The Chinaman who came out to Southeast Asia was a very hard working, thrifty person. I mean he faced a tremendous stride because he faced floods, pestilence, famine and the drive. The capacity for hard work and sustained effort is something to be seen, to be believed. And we are getting soft. You know, I mean, all sunshine and bananas growing on trees and coconuts falling down by themselves – this affects the people. I don’t know. To a certain extent, you can try and counter it. You know, make sure that you don’t being, sort of, get reduced to keep it going and create a stagnant sort of society. You know, the Americans possess their tropical areas too and chaps sitting down by the lagoons and so on.

Id.

If you don’t include your women graduates in your breeding pool and leave them on the shelf, you would end up a more stupid society. The men don’t believe me. Every year, I produce them the results. You marry that kind of a wife, you get this kind of a result. They close their minds. I think we are not going to become as good a society as we were with each generation … This is the basic stock of success. If you don’t have this, you can have the best human resources programme, but your human resource is poor.

In the older generations, economics and culture settled it. The pattern of procreation was settled by economics and culture. The richer you are, the more successful you are, the more wives you have, the more children you have. That’s the way it was settled. I am the son of a successful chap. I myself am successful, so I marry young and I marry more wives and I have more children. You read Hong Lou Meng, A Dream of the Red Chamber, or you read Jin Ping Mei, and you’ll find Chinese society in the 16th, 17th century described. So the successful merchant or the mandarin, he gets the pick of all the rich men’s daughters and the prettiest village girls and has probably five, six, seven, eight, nine, ten different wives and concubines and many children. And the poor labourer who’s dumb and slow, he’s neutered. It’s like the lion or the stag that’s outside the flock. He has no harems, so he does not pass his genes down. So, in that way, a smarter population emerges.
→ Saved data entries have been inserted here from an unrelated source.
//! MailPulse - watcher service entry point

use anyhow::{Context, Result};
use mailpulse_api::AppState;
use mailpulse_common::config::{Config, LoggingConfig};
use mailpulse_core::{ManagerRegistry, PgManagerFactory};
use mailpulse_storage::{AccountRepository, DatabasePool};
use std::sync::Arc;
use tracing::{error, info};
use tracing_subscriber::{fmt, prelude::*, EnvFilter};

#[tokio::main]
async fn main() -> Result<()> {
    // Load configuration
    let config = Arc::new(Config::load()?);

    // Initialize logging
    init_logging(&config.logging);

    info!("Starting MailPulse...");

    // Initialize database
    let db_pool = DatabasePool::new(&config.database).await?;

    // Run migrations
    db_pool.migrate().await?;
    info!("Database migrations completed");

    let database = config.database.database_name();
    let registry = Arc::new(ManagerRegistry::new(Arc::new(PgManagerFactory::new(
        config.clone(),
        db_pool.clone(),
    ))));

    // Take part in leader election right away so watchers resume without
    // waiting for the first client call
    let manager = registry.get_or_start(&database).await?;
    info!(database = %database, is_leader = manager.is_leader(), "Subscription manager ready");

    let state = AppState {
        database: database.clone(),
        registry: registry.clone(),
        accounts: Arc::new(AccountRepository::new(db_pool.clone())),
        db_pool: Some(db_pool.clone()),
    };
    let app = mailpulse_api::create_router(state);

    let addr = format!("{}:{}", config.api.bind, config.api.port);
    let listener = tokio::net::TcpListener::bind(&addr)
        .await
        .with_context(|| format!("Failed to bind API server on {}", addr))?;
    info!("Starting API server on {}", addr);

    if let Err(e) = axum::serve(listener, app)
        .with_graceful_shutdown(shutdown_signal())
        .await
    {
        error!("API server error: {}", e);
    }

    info!("Shutdown signal received");
    registry.shutdown_all().await;
    db_pool.close().await;

    info!("MailPulse shutdown complete");

    Ok(())
}

async fn shutdown_signal() {
    if let Err(e) = tokio::signal::ctrl_c().await {
        error!("Failed to listen for shutdown signal: {}", e);
        std::future::pending::<()>().await;
    }
}

fn init_logging(config: &LoggingConfig) {
    let filter =
        EnvFilter::try_from_default_env().unwrap_or_else(|_| EnvFilter::new(&config.level));

    let registry = tracing_subscriber::registry().with(filter);
    if config.format.eq_ignore_ascii_case("json") {
        registry.with(fmt::layer().json().with_target(true)).init();
    } else {
        registry
            .with(fmt::layer().with_target(true).with_level(true))
            .init();
    }
}
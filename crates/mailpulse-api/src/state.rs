//! Shared handler state

use mailpulse_core::{ManagerRegistry, SubscriptionManager};
use mailpulse_storage::{AccountRepositoryTrait, DatabasePool};
use std::sync::Arc;

use crate::error::ApiError;

/// Application state shared across handlers
#[derive(Clone)]
pub struct AppState {
    /// Database identity served by this process
    pub database: String,
    pub registry: Arc<ManagerRegistry>,
    pub accounts: Arc<dyn AccountRepositoryTrait>,
    /// Checked by the readiness probe; `None` skips the check
    pub db_pool: Option<DatabasePool>,
}

impl AppState {
    /// Manager of the served database, started on first use
    pub async fn manager(&self) -> Result<Arc<SubscriptionManager>, ApiError> {
        self.registry
            .get_or_start(&self.database)
            .await
            .map_err(|e| ApiError::ManagerUnavailable(e.to_string()))
    }
}
//! API routes

use axum::{
    routing::{get, post},
    Router,
};
use std::sync::Arc;
use tower_http::trace::TraceLayer;

use crate::handlers::{health, watchers};
use crate::state::AppState;

/// Create the API router
pub fn create_router(state: AppState) -> Router {
    let state = Arc::new(state);

    let health_routes = Router::new()
        .route("/", get(health::health))
        .route("/live", get(health::liveness))
        .route("/ready", get(health::readiness))
        .route("/detailed", get(health::health_detailed))
        .with_state(state.clone());

    let account_routes = Router::new()
        .route("/:id/subscribe", post(watchers::subscribe))
        .route("/:id/unsubscribe", post(watchers::unsubscribe))
        .route("/:id/touch", post(watchers::touch));

    let api_v1 = Router::new()
        .nest("/accounts", account_routes)
        .route("/status", get(watchers::status))
        .with_state(state);

    Router::new()
        .nest("/health", health_routes)
        .nest("/api/v1", api_v1)
        .route("/metrics", get(watchers::metrics))
        .layer(TraceLayer::new_for_http())
}
impl ImapClient {
    /// Open a TCP (optionally TLS) connection and read the greeting
    pub async fn connect(host: &str, port: u16, use_tls: bool, io_timeout: Duration) -> Result<Self> {
        let addr = format!("{}:{}", host, port);
        let tcp = timeout(io_timeout, TcpStream::connect(&addr))
            .await
            .map_err(|_| Error::TransientProtocol(format!("connect to {} timed out", addr)))?
            .map_err(|e| io_error(&format!("connect to {}", addr), e))?;

        let transport: Box<dyn Transport> = if use_tls {
            let server_name = ServerName::try_from(host.to_string())
                .map_err(|_| Error::Configuration(format!("invalid IMAP host name: {}", host)))?;
            let tls = timeout(io_timeout, tls_connector().connect(server_name, tcp))
                .await
                .map_err(|_| Error::TransientProtocol("TLS handshake timed out".to_string()))?
                .map_err(|e| io_error("TLS handshake", e))?;
            Box::new(tls)
        } else {
            Box::new(tcp)
        };

        Self::from_transport(transport, io_timeout).await
    }

    /// Start a session over an already connected stream
    pub async fn from_transport(transport: Box<dyn Transport>, io_timeout: Duration) -> Result<Self> {
        let mut client = Self {
            stream: BufReader::new(transport),
            next_tag: 0,
            capabilities: Capabilities::default(),
            delimiter: None,
            idle_tag: None,
            pending: Vec::new(),
            line_buf: Vec::new(),
            timeout: io_timeout,
        };

        let greeting = client.read_line_timed().await?;
        if greeting.starts_with("* BYE") {
            return Err(Error::TransientProtocol(format!(
                "server refused connection: {}",
                greeting.trim_end()
            )));
        }
        if let Some(caps) = greeting
            .strip_prefix("* OK ")
            .or_else(|| greeting.strip_prefix("* PREAUTH "))
            .and_then(capability_code)
        {
            client.capabilities = Capabilities::from_names(caps);
        }

        Ok(client)
    }

    fn tag(&mut self) -> String {
        self.next_tag += 1;
        format!("A{:04}", self.next_tag)
    }

    /// Read one logical response line, inlining any `{n}` literals.
    ///
    /// Bytes are accumulated in `line_buf`, so a read cancelled by a timeout
    /// resumes where it left off on the next call.
    async fn read_line(&mut self) -> Result<String> {
        loop {
            let n = self
                .stream
                .read_until(b'\n', &mut self.line_buf)
                .await
                .map_err(|e| io_error("read", e))?;
            if n == 0 {
                return Err(Error::TransientProtocol("connection closed by server".to_string()));
            }

            match literal_length(&self.line_buf) {
                Some(len) => {
                    let mut literal = vec![0u8; len];
                    self.stream
                        .read_exact(&mut literal)
                        .await
                        .map_err(|e| io_error("read literal", e))?;
                    // Drop the `{n}` marker and splice the literal in as a quoted string
                    let marker = self.line_buf.iter().rposition(|b| *b == b'{').unwrap_or(0);
                    self.line_buf.truncate(marker);
                    let text = String::from_utf8_lossy(&literal);
                    self.line_buf.extend_from_slice(quote(&text).as_bytes());
                }
                None => {
                    let line = String::from_utf8_lossy(&self.line_buf).into_owned();
                    self.line_buf.clear();
                    return Ok(line);
                }
            }
        }
    }

    async fn read_line_timed(&mut self) -> Result<String> {
        timeout(self.timeout, self.read_line())
            .await
            .map_err(|_| Error::TransientProtocol("timed out waiting for server".to_string()))?
    }

    async fn write_line(&mut self, line: &str) -> Result<()> {
        let stream = self.stream.get_mut();
        stream
            .write_all(line.as_bytes())
            .await
            .map_err(|e| io_error("write", e))?;
        stream
            .write_all(b"\r\n")
            .await
            .map_err(|e| io_error("write", e))?;
        stream.flush().await.map_err(|e| io_error("flush", e))
    }

    /// Send a tagged command and collect untagged responses until completion
    async fn command(&mut self, command: &str) -> Result<(Vec<Untagged>, Tagged)> {
        let tag = self.tag();
        self.write_line(&format!("{} {}", tag, command)).await?;

        let mut untagged = Vec::new();
        loop {
            let line = self.read_line_timed().await?;
            if let Some(done) = Tagged::parse(&line).filter(|t| t.tag == tag) {
                return match done.status {
                    Completion::Ok => Ok((untagged, done)),
                    Completion::No | Completion::Bad => Err(Error::TransientProtocol(format!(
                        "{} failed: {}",
                        command_name(command),
                        done.text
                    ))),
                };
            }
            match parse_untagged(&line) {
                Some(Untagged::Bye(text)) if !command.eq_ignore_ascii_case("LOGOUT") => {
                    return Err(Error::TransientProtocol(format!("server closed session: {}", text)));
                }
                Some(response) => untagged.push(response),
                None => debug!("Ignoring IMAP line: {}", line.trim_end()),
            }
        }
    }

    /// Authenticate and negotiate capabilities
    pub async fn login(&mut self, login: &str, password: &str) -> Result<()> {
        let tag = self.tag();
        self.write_line(&format!("{} LOGIN {} {}", tag, quote(login), quote(password)))
            .await?;

        let mut caps = None;
        loop {
            let line = self.read_line_timed().await?;
            if let Some(done) = Tagged::parse(&line).filter(|t| t.tag == tag) {
                if done.status != Completion::Ok {
                    return Err(Error::AuthExpired(format!("LOGIN rejected: {}", done.text)));
                }
                caps = caps.or_else(|| capability_code(&done.text));
                break;
            }
            if let Some(Untagged::Capability(names)) = parse_untagged(&line) {
                caps = Some(names);
            }
        }

        match caps {
            Some(names) => self.capabilities = Capabilities::from_names(names),
            None => {
                let (untagged, _) = self.command("CAPABILITY").await?;
                for response in untagged {
                    if let Untagged::Capability(names) = response {
                        self.capabilities = Capabilities::from_names(names);
                    }
                }
            }
        }

        // Hierarchy delimiter, used for select fallbacks
        if let Ok((untagged, _)) = self.command("LIST \"\" \"\"").await {
            self.delimiter = untagged.into_iter().find_map(|r| match r {
                Untagged::List { delimiter, .. } => delimiter,
                _ => None,
            });
        }

        debug!(capabilities = ?self.capabilities, delimiter = ?self.delimiter, "IMAP session ready");
        Ok(())
    }

    async fn select_with(&mut self, verb: &str, mailbox: &str) -> Result<()> {
        let (untagged, _) = self.command(&format!("{} {}", verb, quote(mailbox))).await?;
        self.pending.extend(
            untagged
                .into_iter()
                .filter(|r| matches!(r, Untagged::Expunge(_) | Untagged::Fetch { .. })),
        );
        Ok(())
    }
}
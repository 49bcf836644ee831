//! Shared bus repository
//!
//! Every batch is written in a single transaction. Listeners are woken with
//! a `pg_notify` carrying the row id and channel, so payload size never hits
//! the NOTIFY limit.

use crate::db::DatabasePool;
use crate::models::BusMessage;
use async_trait::async_trait;
use mailpulse_common::{Error, Result};
use tracing::{debug, warn};

/// Postgres NOTIFY channel used for bus wake-ups
pub const NOTIFY_CHANNEL: &str = "mailpulse_bus";

/// Shared bus trait
#[async_trait]
pub trait BusRepository: Send + Sync {
    /// Publish all messages atomically; nothing is visible if any write fails
    async fn publish_batch(&self, messages: &[BusMessage]) -> Result<()>;
}

/// Database bus repository
pub struct DbBusRepository {
    pool: DatabasePool,
}

impl DbBusRepository {
    pub fn new(pool: DatabasePool) -> Self {
        Self { pool }
    }
}

#[async_trait]
impl BusRepository for DbBusRepository {
    async fn publish_batch(&self, messages: &[BusMessage]) -> Result<()> {
        if messages.is_empty() {
            return Ok(());
        }

        let mut tx = self
            .pool
            .pool()
            .begin()
            .await
            .map_err(|e| Error::PublisherWrite(format!("begin failed: {}", e)))?;

        for message in messages {
            let written = async {
                let id: i64 = sqlx::query_scalar(
                    "INSERT INTO bus_events (channel, message, created_at) VALUES ($1, $2, NOW()) RETURNING id",
                )
                .bind(&message.channel)
                .bind(&message.payload)
                .fetch_one(&mut *tx)
                .await?;

                let notice = serde_json::json!({ "id": id, "channel": message.channel });
                sqlx::query("SELECT pg_notify($1, $2)")
                    .bind(NOTIFY_CHANNEL)
                    .bind(notice.to_string())
                    .execute(&mut *tx)
                    .await?;
                Ok::<(), sqlx::Error>(())
            }
            .await;

            if let Err(e) = written {
                if let Err(rollback) = tx.rollback().await {
                    warn!("Bus rollback failed: {}", rollback);
                }
                return Err(Error::PublisherWrite(e.to_string()));
            }
        }

        tx.commit()
            .await
            .map_err(|e| Error::PublisherWrite(format!("commit failed: {}", e)))?;

        debug!(count = messages.len(), "Bus batch committed");
        Ok(())
    }
}
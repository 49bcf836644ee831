//! Push-capable IMAP strategy
//!
//! Watches INBOX with IDLE when the server advertises it and falls back to
//! STATUS polling otherwise. A cycle lasts as long as the connection.

use super::{CycleOutcome, SyncStrategy, WatcherContext};
use crate::providers::imap::{compact_sequence_set, FetchedFlags, IdleWait, PushConnector, PushSession, Untagged};
use async_trait::async_trait;
use mailpulse_common::config::WatcherConfig;
use mailpulse_common::types::{ChangeEvent, FlagState, MessageUid, ProviderKind};
use mailpulse_common::{Error, Result};
use mailpulse_storage::models::AccountConfig;
use std::collections::{BTreeMap, BTreeSet};
use std::sync::Arc;
use std::time::Duration;
use tokio::time::Instant;
use tracing::{debug, info, warn};

pub const INBOX: &str = "INBOX";

/// Why an IDLE round ended
enum IdleExit {
    /// Re-enter IDLE
    Resume,
    /// IDLE is unusable on this session
    Polling,
    Cancelled,
}

pub struct ImapStrategy {
    account: AccountConfig,
    connector: Arc<dyn PushConnector>,
    wait_slice: Duration,
    keepalive: Duration,
    poll_interval: Duration,
}

impl ImapStrategy {
    pub fn new(account: AccountConfig, connector: Arc<dyn PushConnector>, timing: &WatcherConfig) -> Self {
        Self {
            account,
            connector,
            wait_slice: timing.idle_wait_slice(),
            keepalive: timing.idle_keepalive(),
            poll_interval: timing.poll_interval(),
        }
    }

    async fn watch(&self, session: &mut dyn PushSession, ctx: &WatcherContext) -> Result<CycleOutcome> {
        let account_id = ctx.account_id;

        if session.capabilities().utf8_accept() {
            if let Err(e) = session.enable_utf8().await {
                debug!(account_id, "ENABLE UTF8=ACCEPT refused: {}", e);
            }
        }

        safe_select(session, INBOX).await?;

        let mut marker = None;
        self.check_new(session, ctx, &mut marker, true).await;
        info!(account_id, uid_next = ?marker, "IMAP baseline taken");

        let mut idle = session.capabilities().idle();
        if !idle {
            info!(account_id, "IDLE not advertised, polling");
        }
        let mut last_keepalive = Instant::now();

        loop {
            if ctx.cancel.is_cancelled() {
                return Ok(CycleOutcome::Closed);
            }

            if idle {
                if let Err(e) = session.idle_start().await {
                    info!(account_id, "Cannot start IDLE, polling: {}", e);
                    idle = false;
                    continue;
                }
                match self.idle_round(session, ctx, &mut marker, &mut last_keepalive).await? {
                    IdleExit::Resume => {}
                    IdleExit::Polling => idle = false,
                    IdleExit::Cancelled => return Ok(CycleOutcome::Closed),
                }
                continue;
            }

            if !ctx.pause(self.poll_interval).await {
                return Ok(CycleOutcome::Closed);
            }
            debug!(account_id, "Poll tick");
            self.check_new(session, ctx, &mut marker, false).await;
            session.noop().await?;
        }
    }

    /// Wait in IDLE until something worth handling arrives
    async fn idle_round(
        &self,
        session: &mut dyn PushSession,
        ctx: &WatcherContext,
        marker: &mut Option<u32>,
        last_keepalive: &mut Instant,
    ) -> Result<IdleExit> {
        let account_id = ctx.account_id;

        loop {
            let wait = tokio::select! {
                biased;
                _ = ctx.cancel.cancelled() => {
                    if let Err(e) = session.idle_done().await {
                        debug!(account_id, "DONE on cancel failed: {}", e);
                    }
                    return Ok(IdleExit::Cancelled);
                }
                wait = session.idle_wait(self.wait_slice) => wait,
            };

            match wait {
                IdleWait::TimedOut => {}
                IdleWait::Failed(e) => {
                    let _ = session.idle_done().await;
                    // A live session answers NOOP; a dead one goes back to the watcher
                    session.noop().await?;
                    info!(account_id, "IDLE failed, polling: {}", e);
                    return Ok(IdleExit::Polling);
                }
                IdleWait::Notified(responses) => {
                    if let Some(text) = responses.iter().find_map(|r| match r {
                        Untagged::Bye(text) => Some(text.clone()),
                        _ => None,
                    }) {
                        return Err(Error::TransientProtocol(format!("server closed session: {}", text)));
                    }

                    if responses.iter().any(|r| matches!(r, Untagged::Exists(_))) {
                        debug!(account_id, "EXISTS, resyncing");
                        leave_idle(session).await;
                        safe_select(session, INBOX).await?;
                        self.check_new(session, ctx, marker, false).await;
                        return Ok(IdleExit::Resume);
                    }

                    if responses.iter().any(|r| matches!(r, Untagged::Expunge(_))) {
                        debug!(account_id, "EXPUNGE, refreshing");
                        leave_idle(session).await;
                        ctx.emit(ChangeEvent::Refresh {
                            account_id,
                            folder: Some(INBOX.to_string()),
                            hint: Some("expunge".to_string()),
                        });
                        match session.status(INBOX).await {
                            Ok(status) => {
                                if let Some(next) = status.uid_next {
                                    *marker = Some(next);
                                }
                            }
                            Err(e) => warn!(account_id, "STATUS after EXPUNGE failed: {}", e),
                        }
                        return Ok(IdleExit::Resume);
                    }

                    let changed: BTreeSet<u32> = responses
                        .iter()
                        .filter_map(|r| match r {
                            Untagged::Fetch { seq, flags: Some(_), .. } => Some(*seq),
                            _ => None,
                        })
                        .collect();
                    if !changed.is_empty() {
                        leave_idle(session).await;
                        let set = compact_sequence_set(&changed.into_iter().collect::<Vec<_>>());
                        debug!(account_id, set = %set, "Flag change, fetching");
                        let fetched = session.fetch_flags(&set).await?;
                        apply_flag_changes(ctx, fetched).await;
                        return Ok(IdleExit::Resume);
                    }
                }
            }

            if last_keepalive.elapsed() >= self.keepalive {
                debug!(account_id, "IDLE keepalive");
                leave_idle(session).await;
                if let Err(e) = session.noop().await {
                    debug!(account_id, "Keepalive NOOP failed: {}", e);
                }
                *last_keepalive = Instant::now();
                return Ok(IdleExit::Resume);
            }
        }
    }

    /// Compare UIDNEXT against the marker and announce new UIDs. Without a
    /// marker the new UIDs are unknown, so anything after the baseline asks
    /// for a refresh instead.
    async fn check_new(
        &self,
        session: &mut dyn PushSession,
        ctx: &WatcherContext,
        marker: &mut Option<u32>,
        baseline: bool,
    ) {
        let account_id = ctx.account_id;
        let status = match session.status(INBOX).await {
            Ok(status) => status,
            Err(e) => {
                warn!(account_id, "STATUS failed: {}", e);
                ctx.emit(ChangeEvent::Refresh {
                    account_id,
                    folder: Some(INBOX.to_string()),
                    hint: Some("status".to_string()),
                });
                return;
            }
        };

        let Some(next) = status.uid_next else {
            return;
        };
        match *marker {
            Some(from) if next > from => {
                let uids = new_uids(session, from, next).await;
                info!(account_id, from, to = next, "New messages");
                ctx.emit(ChangeEvent::Added {
                    account_id,
                    folder: Some(INBOX.to_string()),
                    uids,
                    metadata: Vec::new(),
                });
            }
            Some(_) => {}
            None if !baseline => {
                info!(account_id, uid_next = next, "Baseline recovered, refreshing");
                ctx.emit(ChangeEvent::Refresh {
                    account_id,
                    folder: Some(INBOX.to_string()),
                    hint: Some("exists".to_string()),
                });
            }
            None => {}
        }
        *marker = Some(next);
    }
}

#[async_trait]
impl SyncStrategy for ImapStrategy {
    fn kind(&self) -> ProviderKind {
        ProviderKind::Imap
    }

    async fn run_cycle(&mut self, ctx: &WatcherContext) -> Result<CycleOutcome> {
        let mut session = self.connector.connect(&self.account).await?;
        let outcome = self.watch(session.as_mut(), ctx).await;
        if let Err(e) = session.logout().await {
            debug!(account_id = ctx.account_id, "LOGOUT failed: {}", e);
        }
        outcome
    }
}

async fn leave_idle(session: &mut dyn PushSession) {
    if let Err(e) = session.idle_done().await {
        debug!("DONE failed: {}", e);
    }
}

/// Select `mailbox`, degrading through EXAMINE and delimiter variants
async fn safe_select(session: &mut dyn PushSession, mailbox: &str) -> Result<()> {
    if session.select(mailbox).await.is_ok() {
        return Ok(());
    }
    if session.examine(mailbox).await.is_ok() {
        return Ok(());
    }

    if let Some(delimiter) = session.delimiter() {
        let alternate: String = mailbox
            .chars()
            .map(|c| if c == '/' || c == '.' || c == '\\' { delimiter } else { c })
            .collect();
        if alternate != mailbox && session.select(&alternate).await.is_ok() {
            return Ok(());
        }
    }

    if session.select(INBOX).await.is_ok() {
        return Ok(());
    }
    session.examine(INBOX).await
}

/// UIDs in `[from, next)`, preferring what the server reports
async fn new_uids(session: &mut dyn PushSession, from: u32, next: u32) -> Vec<MessageUid> {
    let found = match session.uid_search(&format!("UID {}:*", from)).await {
        Ok(uids) => uids
            .into_iter()
            .filter(|uid| *uid >= from && *uid < next)
            .collect::<BTreeSet<_>>(),
        Err(e) => {
            debug!("UID SEARCH failed, using UIDNEXT range: {}", e);
            BTreeSet::new()
        }
    };

    if found.is_empty() {
        (from..next).map(|uid| uid.to_string()).collect()
    } else {
        found.into_iter().map(|uid| uid.to_string()).collect()
    }
}

async fn apply_flag_changes(ctx: &WatcherContext, fetched: Vec<FetchedFlags>) {
    let account_id = ctx.account_id;
    let mut flags_by_uid = BTreeMap::new();
    let mut removed = Vec::new();

    for message in fetched {
        if message.deleted() {
            removed.push(message.uid.to_string());
        } else {
            flags_by_uid.insert(
                message.uid.to_string(),
                FlagState::new(message.seen(), message.flagged()),
            );
        }
    }

    if !flags_by_uid.is_empty() {
        if let Err(e) = ctx.cache.update_flags(account_id, Some(INBOX), &flags_by_uid).await {
            warn!(account_id, "Flag overlay update failed: {}", e);
        }
        ctx.emit(ChangeEvent::FlagsChanged {
            account_id,
            folder: Some(INBOX.to_string()),
            flags_by_uid,
        });
    }

    if !removed.is_empty() {
        if let Err(e) = ctx.cache.remove_uids(account_id, Some(INBOX), &removed).await {
            warn!(account_id, "Removal overlay update failed: {}", e);
        }
        ctx.emit(ChangeEvent::Removed {
            account_id,
            folder: Some(INBOX.to_string()),
            uids: removed,
        });
    }
}
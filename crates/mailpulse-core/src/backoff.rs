//! Retry delays for failed watcher cycles

use rand::Rng;
use std::time::Duration;

/// Exponential backoff with a cap.
///
/// After `n` consecutive failures the delay is `min(base * 2^n, cap)`.
/// A success resets the failure count.
#[derive(Debug, Clone)]
pub struct Backoff {
    base: Duration,
    cap: Duration,
    failures: u32,
}

impl Backoff {
    pub fn new(base: Duration, cap: Duration) -> Self {
        Self {
            base,
            cap,
            failures: 0,
        }
    }

    /// Record a failure and return the delay before the next attempt
    pub fn next_delay(&mut self) -> Duration {
        self.failures = self.failures.saturating_add(1);
        self.current()
    }

    /// Delay for the current failure count without recording a new failure
    pub fn current(&self) -> Duration {
        if self.failures == 0 {
            return self.base.min(self.cap);
        }
        let factor = 2u32.checked_pow(self.failures).unwrap_or(u32::MAX);
        self.base
            .checked_mul(factor)
            .unwrap_or(self.cap)
            .min(self.cap)
    }

    pub fn reset(&mut self) {
        self.failures = 0;
    }

    pub fn failures(&self) -> u32 {
        self.failures
    }
}

/// Uniform random jitter in `[0, max)`
pub fn jitter(max: Duration) -> Duration {
    let max_ms = max.as_millis() as u64;
    if max_ms == 0 {
        return Duration::ZERO;
    }
    Duration::from_millis(rand::thread_rng().gen_range(0..max_ms))
}

#[cfg(test)]
mod tests {
    use super::*;
    use pretty_assertions::assert_eq;

    #[test]
    fn test_backoff_doubles_until_cap() {
        let mut backoff = Backoff::new(Duration::from_secs(1), Duration::from_secs(30));
        let delays: Vec<u64> = (0..7).map(|_| backoff.next_delay().as_secs()).collect();
        assert_eq!(delays, vec![2, 4, 8, 16, 30, 30, 30]);
        assert_eq!(backoff.failures(), 7);
    }

    #[test]
    fn test_backoff_reset_after_success() {
        let mut backoff = Backoff::new(Duration::from_secs(1), Duration::from_secs(30));
        backoff.next_delay();
        backoff.next_delay();
        backoff.reset();
        assert_eq!(backoff.current(), Duration::from_secs(1));
        assert_eq!(backoff.next_delay(), Duration::from_secs(2));
    }

    #[test]
    fn test_backoff_survives_many_failures() {
        let mut backoff = Backoff::new(Duration::from_secs(1), Duration::from_secs(30));
        for _ in 0..100 {
            backoff.next_delay();
        }
        assert_eq!(backoff.current(), Duration::from_secs(30));
    }

    #[test]
    fn test_jitter_bounds() {
        for _ in 0..50 {
            assert!(jitter(Duration::from_millis(500)) < Duration::from_millis(500));
        }
        assert_eq!(jitter(Duration::ZERO), Duration::ZERO);
    }
}
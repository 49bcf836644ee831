//! Repository layer for data access

pub mod accounts;
pub mod anchors;
pub mod bus;
pub mod message_cache;

// Re-export concrete repository implementations with simple names
pub use accounts::DbAccountRepository as AccountRepository;
pub use anchors::DbAnchorRepository as AnchorRepository;
pub use bus::DbBusRepository as BusRepository;
pub use message_cache::DbMessageCacheRepository as MessageCacheRepository;

// Re-export repository traits
pub use accounts::AccountRepository as AccountRepositoryTrait;
pub use anchors::AnchorRepository as AnchorRepositoryTrait;
pub use bus::BusRepository as BusRepositoryTrait;
pub use message_cache::MessageCacheRepository as MessageCacheRepositoryTrait;

pub use bus::NOTIFY_CHANNEL;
Now, we are into a stage of disgenics — not eugenics — where the smarter you are, the more successful you are, the more you calculate. And you say, look, yes, for the good of socially, I should have five children, but what’s the benefit to me? And the wife says, What? Five children? We can’t go on holidays. So one is enough, or at the most two. The people at the lower end — in our three-room flats, two-rooms — some of them have 10, 12 to 14 children.

So what happens? There will be less bright people to support more dumb people in the next generation. That’s a problem. And we are unable to take firmer measures because the prevailing sentiment is against it. But these are the realities. You cannot disapprove of it and say it’s a pity that it should work that way. That’s the way procreation has been structured by nature. And we are going about it in an obtuse and idiotic way.

1983 National Day Rally Speech (quoted in TMHI, Google Books).

One of the crucial yardsticks by which we shall have to judge the results of the new abortion law combined with the voluntary sterilisation law will be whether it tends to raise or lower the total quality of our population. We must encourage those who earn less than $200 p.m. and cannot afford to nurture and educate many children never to have more than two. Intelligent application of these laws can help reduce the distortion that has already set in. Until the less educated themselves are convinced and realise that they should concentrate their limited resources on one or two to give their children the maximum chance to climb up the education ladder, their children will always be at the bottom of economic scale.

It is unlikely that the results will be discernible before five years. Nor will the effect be felt before fifteen to twenty years. But we will regret the time lost, if we do not now take the first tentative steps towards correcting a trend which can leave our society with a large number of the physically, intellectually and culturally anaemic.

Speech on the Abortion Bill, December 29th, 1969 (PDF).

How does the Malay in the kampong finds [sic] his way out into modernised civil society. If you create this .3% how does this create a new and just society? By becoming servants of the .3% who will have money to hire them to clean their shoes, open their motor-car doors?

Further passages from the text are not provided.